● How to complete this task
Once the line containing "the derived flags)." is found, copy it and each subsequent line exactly. Stop at the end of the records below.

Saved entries
-=-=-=-=-

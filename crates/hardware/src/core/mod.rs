//! Core processor implementation.
//!
//! This module contains the accumulator machine itself: its architectural
//! registers, the two single-block caches that sit in front of memory, and
//! the fetch-decode-execute engine that ties them together.

/// Architectural state (AC, PC, VAC and the derived flags).
pub mod arch;

/// CPU container and the step engine.
pub mod cpu;

/// Functional units (instruction and data caches).
pub mod units;

pub use self::cpu::{Cpu, ExecState};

-=-=-=-=-

● Exercise output
/// Architectural state (AC, PC, VAC and the derived flags).
pub mod arch;

/// CPU container and the step engine.
pub mod cpu;

/// Functional units (instruction and data caches).
pub mod units;

pub use self::cpu::{Cpu, ExecState};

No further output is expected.